Look for "used" in each line of the records, and copy the lines that have it.
── LISTED RECORDS
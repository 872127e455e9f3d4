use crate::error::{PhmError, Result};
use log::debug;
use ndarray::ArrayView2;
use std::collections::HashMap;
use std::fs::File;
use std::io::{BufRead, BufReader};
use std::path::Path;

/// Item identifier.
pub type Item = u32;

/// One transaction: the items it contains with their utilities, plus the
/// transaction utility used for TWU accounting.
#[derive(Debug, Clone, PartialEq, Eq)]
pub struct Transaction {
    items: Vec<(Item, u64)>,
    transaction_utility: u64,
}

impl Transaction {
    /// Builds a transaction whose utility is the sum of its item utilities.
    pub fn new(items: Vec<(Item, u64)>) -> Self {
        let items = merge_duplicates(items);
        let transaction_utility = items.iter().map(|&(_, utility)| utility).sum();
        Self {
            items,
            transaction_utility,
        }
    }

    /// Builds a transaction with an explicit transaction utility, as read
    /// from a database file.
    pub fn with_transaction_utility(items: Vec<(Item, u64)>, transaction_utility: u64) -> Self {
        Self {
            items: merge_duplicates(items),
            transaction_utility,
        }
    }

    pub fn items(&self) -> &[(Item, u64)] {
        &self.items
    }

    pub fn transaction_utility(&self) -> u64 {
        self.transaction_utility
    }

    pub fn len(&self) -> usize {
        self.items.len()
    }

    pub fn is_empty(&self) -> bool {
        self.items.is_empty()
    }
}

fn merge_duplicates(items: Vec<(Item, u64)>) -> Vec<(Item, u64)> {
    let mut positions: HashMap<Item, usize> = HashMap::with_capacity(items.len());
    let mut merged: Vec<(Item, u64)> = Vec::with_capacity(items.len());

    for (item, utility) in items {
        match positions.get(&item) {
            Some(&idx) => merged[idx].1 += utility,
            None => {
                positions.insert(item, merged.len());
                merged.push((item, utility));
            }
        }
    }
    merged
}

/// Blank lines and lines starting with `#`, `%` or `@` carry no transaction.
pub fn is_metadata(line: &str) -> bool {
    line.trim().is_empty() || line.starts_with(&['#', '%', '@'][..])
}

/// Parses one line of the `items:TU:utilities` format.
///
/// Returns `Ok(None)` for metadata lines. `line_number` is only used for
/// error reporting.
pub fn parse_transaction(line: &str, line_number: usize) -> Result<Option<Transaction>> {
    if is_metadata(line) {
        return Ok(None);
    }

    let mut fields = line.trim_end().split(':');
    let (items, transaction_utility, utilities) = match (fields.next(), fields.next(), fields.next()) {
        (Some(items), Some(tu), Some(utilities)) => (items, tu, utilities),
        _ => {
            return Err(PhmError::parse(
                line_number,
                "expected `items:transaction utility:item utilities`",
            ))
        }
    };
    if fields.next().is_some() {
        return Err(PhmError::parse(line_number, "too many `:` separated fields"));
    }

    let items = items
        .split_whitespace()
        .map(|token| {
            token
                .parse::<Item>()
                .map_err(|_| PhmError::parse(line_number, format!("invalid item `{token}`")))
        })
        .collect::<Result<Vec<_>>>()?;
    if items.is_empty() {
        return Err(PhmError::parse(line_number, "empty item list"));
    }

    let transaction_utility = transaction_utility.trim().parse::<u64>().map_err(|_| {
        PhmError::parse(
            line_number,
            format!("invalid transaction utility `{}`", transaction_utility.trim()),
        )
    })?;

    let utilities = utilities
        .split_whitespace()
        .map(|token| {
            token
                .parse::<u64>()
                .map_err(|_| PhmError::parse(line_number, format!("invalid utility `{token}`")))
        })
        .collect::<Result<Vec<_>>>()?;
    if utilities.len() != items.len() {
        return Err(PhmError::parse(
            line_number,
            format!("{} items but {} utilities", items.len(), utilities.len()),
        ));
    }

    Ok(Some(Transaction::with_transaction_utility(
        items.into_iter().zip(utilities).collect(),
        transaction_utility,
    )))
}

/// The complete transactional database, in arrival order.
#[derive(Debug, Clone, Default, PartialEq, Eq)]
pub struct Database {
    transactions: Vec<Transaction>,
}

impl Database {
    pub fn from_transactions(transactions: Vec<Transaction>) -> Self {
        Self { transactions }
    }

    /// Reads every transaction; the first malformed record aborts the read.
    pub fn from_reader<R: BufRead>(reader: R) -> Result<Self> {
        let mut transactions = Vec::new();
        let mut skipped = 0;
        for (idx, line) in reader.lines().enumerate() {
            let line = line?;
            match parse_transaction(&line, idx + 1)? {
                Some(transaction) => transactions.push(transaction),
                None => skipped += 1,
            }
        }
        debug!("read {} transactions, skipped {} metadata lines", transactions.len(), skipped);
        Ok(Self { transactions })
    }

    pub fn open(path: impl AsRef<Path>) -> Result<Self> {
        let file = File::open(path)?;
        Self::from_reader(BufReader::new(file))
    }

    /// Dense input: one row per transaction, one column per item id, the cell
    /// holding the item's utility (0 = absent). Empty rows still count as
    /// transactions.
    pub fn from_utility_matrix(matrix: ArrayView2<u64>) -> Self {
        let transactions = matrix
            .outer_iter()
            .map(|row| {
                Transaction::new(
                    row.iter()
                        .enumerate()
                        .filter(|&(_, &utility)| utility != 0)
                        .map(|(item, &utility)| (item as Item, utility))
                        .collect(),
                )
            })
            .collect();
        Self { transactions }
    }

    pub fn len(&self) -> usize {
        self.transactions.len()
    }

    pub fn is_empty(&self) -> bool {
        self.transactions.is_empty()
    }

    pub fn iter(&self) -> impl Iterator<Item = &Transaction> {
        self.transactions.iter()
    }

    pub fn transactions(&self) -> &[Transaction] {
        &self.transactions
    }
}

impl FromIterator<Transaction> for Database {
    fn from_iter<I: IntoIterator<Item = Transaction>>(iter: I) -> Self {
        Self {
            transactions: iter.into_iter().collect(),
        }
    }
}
────
RESULT OF THIS TASK:
/// transaction utility used for TWU accounting.
/// Returns `Ok(None)` for metadata lines. `line_number` is only used for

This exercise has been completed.